(Collected data)
────────────────
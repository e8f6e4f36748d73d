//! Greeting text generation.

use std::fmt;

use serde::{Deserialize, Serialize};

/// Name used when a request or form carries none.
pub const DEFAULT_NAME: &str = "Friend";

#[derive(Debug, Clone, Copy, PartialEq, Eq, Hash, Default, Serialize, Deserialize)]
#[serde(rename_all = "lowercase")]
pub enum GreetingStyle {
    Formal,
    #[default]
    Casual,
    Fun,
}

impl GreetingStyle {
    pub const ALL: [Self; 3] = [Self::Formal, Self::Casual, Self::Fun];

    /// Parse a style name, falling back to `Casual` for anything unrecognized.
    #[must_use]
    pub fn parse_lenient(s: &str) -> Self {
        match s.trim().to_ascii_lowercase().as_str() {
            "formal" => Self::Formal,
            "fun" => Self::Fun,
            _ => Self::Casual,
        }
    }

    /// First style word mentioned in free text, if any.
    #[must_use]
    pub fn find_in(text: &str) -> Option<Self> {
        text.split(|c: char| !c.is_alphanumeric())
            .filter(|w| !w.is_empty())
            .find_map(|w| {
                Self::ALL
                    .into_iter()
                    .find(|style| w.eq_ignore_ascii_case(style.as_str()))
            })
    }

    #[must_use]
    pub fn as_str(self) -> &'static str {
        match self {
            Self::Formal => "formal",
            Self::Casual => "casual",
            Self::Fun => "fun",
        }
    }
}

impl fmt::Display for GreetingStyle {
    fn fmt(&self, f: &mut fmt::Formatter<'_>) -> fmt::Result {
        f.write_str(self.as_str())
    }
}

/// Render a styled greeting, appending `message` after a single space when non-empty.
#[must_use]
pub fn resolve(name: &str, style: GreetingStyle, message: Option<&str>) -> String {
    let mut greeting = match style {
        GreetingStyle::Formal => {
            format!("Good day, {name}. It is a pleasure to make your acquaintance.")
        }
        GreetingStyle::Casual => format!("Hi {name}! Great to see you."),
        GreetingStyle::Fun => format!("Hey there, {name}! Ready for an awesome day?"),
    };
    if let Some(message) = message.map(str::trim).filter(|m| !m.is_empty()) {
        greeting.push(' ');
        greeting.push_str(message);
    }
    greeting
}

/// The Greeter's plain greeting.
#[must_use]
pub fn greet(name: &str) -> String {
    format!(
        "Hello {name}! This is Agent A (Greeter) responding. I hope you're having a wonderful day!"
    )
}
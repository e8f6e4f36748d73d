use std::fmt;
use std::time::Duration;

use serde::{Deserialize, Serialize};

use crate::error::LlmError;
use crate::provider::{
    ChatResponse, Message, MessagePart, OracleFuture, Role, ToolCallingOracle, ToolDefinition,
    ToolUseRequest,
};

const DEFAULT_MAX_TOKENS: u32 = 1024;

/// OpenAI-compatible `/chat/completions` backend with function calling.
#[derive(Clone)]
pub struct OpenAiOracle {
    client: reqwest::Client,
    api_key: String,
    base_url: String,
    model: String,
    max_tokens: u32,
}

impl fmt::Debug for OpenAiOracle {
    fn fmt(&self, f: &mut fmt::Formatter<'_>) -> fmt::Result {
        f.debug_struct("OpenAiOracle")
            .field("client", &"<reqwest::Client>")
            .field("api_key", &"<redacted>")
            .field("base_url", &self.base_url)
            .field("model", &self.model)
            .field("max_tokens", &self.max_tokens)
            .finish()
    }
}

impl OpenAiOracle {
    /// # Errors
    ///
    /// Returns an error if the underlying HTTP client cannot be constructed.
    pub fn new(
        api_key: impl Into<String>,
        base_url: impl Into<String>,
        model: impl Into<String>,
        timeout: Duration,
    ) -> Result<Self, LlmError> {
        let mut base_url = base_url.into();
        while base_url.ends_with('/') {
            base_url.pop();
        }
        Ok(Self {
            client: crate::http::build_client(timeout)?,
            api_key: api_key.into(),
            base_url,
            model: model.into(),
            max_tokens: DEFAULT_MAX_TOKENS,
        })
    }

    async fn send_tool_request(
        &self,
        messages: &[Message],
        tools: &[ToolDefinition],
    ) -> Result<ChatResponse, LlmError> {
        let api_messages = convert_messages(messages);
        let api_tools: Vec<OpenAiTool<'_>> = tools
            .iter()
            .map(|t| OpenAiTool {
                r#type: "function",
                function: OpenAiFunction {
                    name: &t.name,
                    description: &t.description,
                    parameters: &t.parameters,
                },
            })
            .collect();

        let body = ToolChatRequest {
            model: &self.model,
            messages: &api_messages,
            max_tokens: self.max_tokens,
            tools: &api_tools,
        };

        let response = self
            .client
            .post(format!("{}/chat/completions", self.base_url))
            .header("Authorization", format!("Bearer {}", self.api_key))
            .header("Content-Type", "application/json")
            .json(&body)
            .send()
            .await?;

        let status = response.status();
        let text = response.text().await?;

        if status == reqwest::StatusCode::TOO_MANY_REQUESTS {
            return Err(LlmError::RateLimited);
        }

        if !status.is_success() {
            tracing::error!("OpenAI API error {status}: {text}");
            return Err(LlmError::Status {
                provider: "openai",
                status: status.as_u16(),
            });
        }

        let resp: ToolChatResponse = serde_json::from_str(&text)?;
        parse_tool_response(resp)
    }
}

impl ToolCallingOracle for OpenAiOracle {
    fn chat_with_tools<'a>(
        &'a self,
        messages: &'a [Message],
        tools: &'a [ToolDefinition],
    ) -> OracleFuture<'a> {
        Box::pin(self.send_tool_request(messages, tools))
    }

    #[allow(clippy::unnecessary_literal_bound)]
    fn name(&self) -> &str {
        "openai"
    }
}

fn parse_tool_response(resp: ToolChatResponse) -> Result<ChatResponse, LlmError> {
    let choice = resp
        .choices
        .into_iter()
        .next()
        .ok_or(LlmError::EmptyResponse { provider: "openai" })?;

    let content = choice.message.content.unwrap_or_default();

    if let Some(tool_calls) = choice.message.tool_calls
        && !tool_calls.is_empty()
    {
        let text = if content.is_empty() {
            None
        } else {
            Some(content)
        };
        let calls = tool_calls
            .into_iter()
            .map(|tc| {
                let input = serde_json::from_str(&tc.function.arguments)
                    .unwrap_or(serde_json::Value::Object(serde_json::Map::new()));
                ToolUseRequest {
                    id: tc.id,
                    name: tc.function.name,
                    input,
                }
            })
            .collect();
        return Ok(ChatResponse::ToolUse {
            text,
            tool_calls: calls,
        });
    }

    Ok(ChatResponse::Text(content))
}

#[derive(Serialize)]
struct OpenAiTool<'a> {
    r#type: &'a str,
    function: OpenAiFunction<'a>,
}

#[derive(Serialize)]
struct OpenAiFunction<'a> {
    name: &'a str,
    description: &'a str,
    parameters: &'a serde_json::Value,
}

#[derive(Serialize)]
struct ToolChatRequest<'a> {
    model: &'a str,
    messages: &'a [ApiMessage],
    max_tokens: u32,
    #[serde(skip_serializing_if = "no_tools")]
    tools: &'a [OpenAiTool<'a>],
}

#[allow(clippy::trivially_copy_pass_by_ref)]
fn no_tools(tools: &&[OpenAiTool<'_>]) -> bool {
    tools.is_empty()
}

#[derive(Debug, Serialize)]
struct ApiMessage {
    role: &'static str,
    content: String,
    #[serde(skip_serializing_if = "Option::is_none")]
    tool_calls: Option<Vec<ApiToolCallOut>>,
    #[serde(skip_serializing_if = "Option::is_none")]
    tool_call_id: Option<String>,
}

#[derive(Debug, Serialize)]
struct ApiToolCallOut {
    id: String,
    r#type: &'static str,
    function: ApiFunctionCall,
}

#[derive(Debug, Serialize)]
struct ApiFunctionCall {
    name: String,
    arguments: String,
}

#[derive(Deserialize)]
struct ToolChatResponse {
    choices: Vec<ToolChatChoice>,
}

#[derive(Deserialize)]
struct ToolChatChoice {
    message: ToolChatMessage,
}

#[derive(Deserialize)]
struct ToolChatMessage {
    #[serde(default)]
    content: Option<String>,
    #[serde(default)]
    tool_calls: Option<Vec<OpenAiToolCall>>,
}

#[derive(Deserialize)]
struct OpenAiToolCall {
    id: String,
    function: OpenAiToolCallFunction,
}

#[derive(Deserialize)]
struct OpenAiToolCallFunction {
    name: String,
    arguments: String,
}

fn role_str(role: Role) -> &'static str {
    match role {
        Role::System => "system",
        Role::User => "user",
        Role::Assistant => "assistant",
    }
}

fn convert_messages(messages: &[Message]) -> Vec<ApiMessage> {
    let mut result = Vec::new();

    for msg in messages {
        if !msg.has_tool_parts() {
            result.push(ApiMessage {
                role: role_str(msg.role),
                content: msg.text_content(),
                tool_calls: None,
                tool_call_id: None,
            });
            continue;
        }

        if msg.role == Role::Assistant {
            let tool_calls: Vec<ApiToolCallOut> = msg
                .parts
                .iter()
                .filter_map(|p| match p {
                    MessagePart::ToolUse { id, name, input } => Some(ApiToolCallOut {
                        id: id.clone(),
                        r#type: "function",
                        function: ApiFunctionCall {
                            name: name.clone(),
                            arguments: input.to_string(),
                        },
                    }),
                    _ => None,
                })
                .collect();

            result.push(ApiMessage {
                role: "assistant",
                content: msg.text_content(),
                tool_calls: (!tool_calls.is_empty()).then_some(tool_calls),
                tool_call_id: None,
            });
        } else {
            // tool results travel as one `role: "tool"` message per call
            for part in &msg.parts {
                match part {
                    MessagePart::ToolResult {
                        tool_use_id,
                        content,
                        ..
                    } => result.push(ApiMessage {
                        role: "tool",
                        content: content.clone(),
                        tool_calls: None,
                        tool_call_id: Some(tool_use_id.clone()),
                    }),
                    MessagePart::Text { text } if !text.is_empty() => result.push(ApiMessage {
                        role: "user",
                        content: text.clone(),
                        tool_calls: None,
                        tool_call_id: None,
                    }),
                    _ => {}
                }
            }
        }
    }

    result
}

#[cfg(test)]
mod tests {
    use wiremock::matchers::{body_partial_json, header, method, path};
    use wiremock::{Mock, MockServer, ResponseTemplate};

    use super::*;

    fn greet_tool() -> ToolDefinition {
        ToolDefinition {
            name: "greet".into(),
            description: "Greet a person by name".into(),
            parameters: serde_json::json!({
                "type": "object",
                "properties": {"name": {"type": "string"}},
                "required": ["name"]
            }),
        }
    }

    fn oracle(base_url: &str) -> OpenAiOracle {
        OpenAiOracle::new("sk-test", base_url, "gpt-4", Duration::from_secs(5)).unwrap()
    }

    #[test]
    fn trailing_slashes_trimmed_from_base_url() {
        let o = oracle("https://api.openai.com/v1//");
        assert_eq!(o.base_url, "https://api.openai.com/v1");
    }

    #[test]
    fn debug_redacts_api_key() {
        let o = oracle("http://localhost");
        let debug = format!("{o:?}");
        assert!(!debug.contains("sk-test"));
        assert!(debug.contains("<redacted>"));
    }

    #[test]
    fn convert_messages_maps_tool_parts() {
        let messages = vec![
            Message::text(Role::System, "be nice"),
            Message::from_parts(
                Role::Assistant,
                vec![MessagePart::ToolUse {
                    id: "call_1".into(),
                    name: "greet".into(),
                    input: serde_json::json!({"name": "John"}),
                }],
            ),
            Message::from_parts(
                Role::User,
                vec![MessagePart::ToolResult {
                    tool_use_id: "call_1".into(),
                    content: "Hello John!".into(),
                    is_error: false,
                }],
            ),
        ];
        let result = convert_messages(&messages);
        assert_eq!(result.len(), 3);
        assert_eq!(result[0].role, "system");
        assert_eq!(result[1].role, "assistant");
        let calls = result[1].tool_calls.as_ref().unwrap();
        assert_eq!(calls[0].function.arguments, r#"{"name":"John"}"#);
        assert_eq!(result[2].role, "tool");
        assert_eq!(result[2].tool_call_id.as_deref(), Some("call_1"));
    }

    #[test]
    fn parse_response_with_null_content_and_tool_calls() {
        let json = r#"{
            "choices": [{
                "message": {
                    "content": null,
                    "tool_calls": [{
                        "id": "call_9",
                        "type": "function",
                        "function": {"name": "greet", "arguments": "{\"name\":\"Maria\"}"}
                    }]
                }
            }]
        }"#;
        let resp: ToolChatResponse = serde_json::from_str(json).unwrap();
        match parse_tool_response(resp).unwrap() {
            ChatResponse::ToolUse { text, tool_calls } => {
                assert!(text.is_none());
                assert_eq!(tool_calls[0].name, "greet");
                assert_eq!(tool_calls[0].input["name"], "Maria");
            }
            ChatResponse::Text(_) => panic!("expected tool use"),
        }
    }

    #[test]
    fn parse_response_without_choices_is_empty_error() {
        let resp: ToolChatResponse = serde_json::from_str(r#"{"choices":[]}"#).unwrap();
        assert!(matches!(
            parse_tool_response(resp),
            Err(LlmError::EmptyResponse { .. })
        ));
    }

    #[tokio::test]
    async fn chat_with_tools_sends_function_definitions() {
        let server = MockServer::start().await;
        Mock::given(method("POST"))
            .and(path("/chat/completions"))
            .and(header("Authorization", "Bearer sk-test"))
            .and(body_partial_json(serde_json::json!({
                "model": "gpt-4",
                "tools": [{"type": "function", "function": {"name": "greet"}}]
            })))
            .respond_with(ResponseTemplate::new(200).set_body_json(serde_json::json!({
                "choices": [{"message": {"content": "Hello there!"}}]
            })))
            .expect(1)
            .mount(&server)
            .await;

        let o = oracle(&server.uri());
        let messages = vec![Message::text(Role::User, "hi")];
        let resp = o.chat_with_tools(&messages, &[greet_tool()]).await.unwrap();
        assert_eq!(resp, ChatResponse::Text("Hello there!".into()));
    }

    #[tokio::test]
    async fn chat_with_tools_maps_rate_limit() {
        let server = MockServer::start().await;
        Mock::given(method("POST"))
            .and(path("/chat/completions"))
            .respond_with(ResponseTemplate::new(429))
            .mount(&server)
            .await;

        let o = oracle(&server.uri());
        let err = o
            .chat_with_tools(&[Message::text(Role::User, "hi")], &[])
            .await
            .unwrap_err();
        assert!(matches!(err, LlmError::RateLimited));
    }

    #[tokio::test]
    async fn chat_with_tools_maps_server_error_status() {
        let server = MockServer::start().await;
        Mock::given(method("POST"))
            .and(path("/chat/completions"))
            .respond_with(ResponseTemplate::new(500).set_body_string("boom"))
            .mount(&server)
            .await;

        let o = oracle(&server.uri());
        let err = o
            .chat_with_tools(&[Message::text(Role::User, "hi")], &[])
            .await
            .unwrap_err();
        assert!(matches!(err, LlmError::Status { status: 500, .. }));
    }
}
────────────────
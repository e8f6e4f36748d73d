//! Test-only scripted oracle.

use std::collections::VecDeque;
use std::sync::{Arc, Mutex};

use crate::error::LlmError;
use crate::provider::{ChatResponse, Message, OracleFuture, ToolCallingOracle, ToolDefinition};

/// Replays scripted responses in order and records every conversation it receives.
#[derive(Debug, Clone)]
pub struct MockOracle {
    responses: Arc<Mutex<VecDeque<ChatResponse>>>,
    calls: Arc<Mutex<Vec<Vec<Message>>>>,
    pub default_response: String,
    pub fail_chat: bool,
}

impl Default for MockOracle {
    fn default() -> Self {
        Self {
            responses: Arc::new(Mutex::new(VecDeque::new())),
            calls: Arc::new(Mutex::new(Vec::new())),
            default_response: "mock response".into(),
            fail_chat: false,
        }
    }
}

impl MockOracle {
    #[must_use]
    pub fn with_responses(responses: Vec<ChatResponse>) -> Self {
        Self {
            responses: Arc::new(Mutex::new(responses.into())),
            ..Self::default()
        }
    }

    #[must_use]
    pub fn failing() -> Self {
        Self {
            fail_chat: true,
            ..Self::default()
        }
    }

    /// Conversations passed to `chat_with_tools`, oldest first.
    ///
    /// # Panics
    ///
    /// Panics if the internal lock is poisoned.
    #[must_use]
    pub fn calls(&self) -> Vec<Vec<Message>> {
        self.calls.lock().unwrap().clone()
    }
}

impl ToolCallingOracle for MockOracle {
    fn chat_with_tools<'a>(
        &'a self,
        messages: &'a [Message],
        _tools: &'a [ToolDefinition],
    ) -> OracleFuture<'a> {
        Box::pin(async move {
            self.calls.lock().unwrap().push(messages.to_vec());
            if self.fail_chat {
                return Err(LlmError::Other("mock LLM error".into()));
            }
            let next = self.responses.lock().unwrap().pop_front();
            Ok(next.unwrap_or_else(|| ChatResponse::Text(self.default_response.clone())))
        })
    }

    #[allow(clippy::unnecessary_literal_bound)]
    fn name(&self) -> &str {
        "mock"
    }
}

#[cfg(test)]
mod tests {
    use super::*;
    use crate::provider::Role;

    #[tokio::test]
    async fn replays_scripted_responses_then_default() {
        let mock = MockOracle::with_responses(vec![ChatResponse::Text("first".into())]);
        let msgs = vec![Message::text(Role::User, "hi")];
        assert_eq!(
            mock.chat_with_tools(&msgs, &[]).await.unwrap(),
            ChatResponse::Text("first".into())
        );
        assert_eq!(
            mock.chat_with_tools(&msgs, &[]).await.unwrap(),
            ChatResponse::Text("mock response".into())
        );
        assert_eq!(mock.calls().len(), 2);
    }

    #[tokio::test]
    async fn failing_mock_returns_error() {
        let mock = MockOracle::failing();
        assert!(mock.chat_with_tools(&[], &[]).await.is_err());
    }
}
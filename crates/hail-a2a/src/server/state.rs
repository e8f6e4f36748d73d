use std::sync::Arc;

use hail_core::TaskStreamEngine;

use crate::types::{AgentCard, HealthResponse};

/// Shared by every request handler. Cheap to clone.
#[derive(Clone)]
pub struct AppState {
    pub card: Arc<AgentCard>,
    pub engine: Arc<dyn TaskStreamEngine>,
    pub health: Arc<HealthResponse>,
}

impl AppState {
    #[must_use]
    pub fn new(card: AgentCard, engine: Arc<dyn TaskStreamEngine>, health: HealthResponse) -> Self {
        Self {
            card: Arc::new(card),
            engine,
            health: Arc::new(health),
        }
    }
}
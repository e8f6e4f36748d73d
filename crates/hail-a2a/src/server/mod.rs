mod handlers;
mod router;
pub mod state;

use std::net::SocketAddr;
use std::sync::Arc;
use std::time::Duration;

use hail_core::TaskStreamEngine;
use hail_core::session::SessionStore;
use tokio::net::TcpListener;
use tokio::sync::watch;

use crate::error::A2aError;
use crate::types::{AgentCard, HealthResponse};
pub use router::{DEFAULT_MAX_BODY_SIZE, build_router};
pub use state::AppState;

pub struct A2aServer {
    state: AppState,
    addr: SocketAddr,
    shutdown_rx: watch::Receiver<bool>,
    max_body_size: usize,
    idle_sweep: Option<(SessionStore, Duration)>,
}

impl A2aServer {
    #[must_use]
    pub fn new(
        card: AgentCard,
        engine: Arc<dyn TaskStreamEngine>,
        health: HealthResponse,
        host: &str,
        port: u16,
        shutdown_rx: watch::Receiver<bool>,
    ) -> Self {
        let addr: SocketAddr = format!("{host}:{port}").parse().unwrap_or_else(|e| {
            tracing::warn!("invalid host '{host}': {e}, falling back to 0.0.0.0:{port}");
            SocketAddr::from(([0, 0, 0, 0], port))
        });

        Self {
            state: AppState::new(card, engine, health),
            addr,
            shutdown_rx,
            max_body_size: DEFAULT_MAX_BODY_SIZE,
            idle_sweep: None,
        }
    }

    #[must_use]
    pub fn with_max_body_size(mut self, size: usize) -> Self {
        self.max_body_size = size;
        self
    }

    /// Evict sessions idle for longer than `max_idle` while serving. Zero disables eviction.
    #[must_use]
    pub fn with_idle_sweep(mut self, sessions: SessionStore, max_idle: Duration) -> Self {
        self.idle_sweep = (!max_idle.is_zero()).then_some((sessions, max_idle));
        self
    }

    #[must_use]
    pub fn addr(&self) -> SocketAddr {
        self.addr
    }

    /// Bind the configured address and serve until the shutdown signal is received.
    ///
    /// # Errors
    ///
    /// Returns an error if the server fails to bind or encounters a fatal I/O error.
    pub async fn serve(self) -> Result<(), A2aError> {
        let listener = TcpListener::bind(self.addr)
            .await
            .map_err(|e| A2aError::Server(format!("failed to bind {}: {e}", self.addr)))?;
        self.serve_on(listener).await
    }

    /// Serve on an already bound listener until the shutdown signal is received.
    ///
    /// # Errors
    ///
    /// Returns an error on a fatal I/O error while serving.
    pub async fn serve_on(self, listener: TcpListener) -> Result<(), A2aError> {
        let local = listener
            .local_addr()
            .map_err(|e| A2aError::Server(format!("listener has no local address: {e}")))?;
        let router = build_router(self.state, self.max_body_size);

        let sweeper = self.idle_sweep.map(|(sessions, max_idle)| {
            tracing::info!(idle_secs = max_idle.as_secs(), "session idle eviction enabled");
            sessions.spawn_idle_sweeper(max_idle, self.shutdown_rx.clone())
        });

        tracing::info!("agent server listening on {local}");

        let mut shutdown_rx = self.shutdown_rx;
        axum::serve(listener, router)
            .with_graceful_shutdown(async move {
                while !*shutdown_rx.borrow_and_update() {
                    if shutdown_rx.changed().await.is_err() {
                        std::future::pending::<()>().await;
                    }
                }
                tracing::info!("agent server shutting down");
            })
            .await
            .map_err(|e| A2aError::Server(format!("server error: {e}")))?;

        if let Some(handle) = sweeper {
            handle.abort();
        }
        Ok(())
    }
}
────────────────
» Exercise description
Find the string "https" in the data. Report each line it appears in.

» Expected answer
        let o = oracle("https://api.openai.com/v1//");
        assert_eq!(o.base_url, "https://api.openai.com/v1");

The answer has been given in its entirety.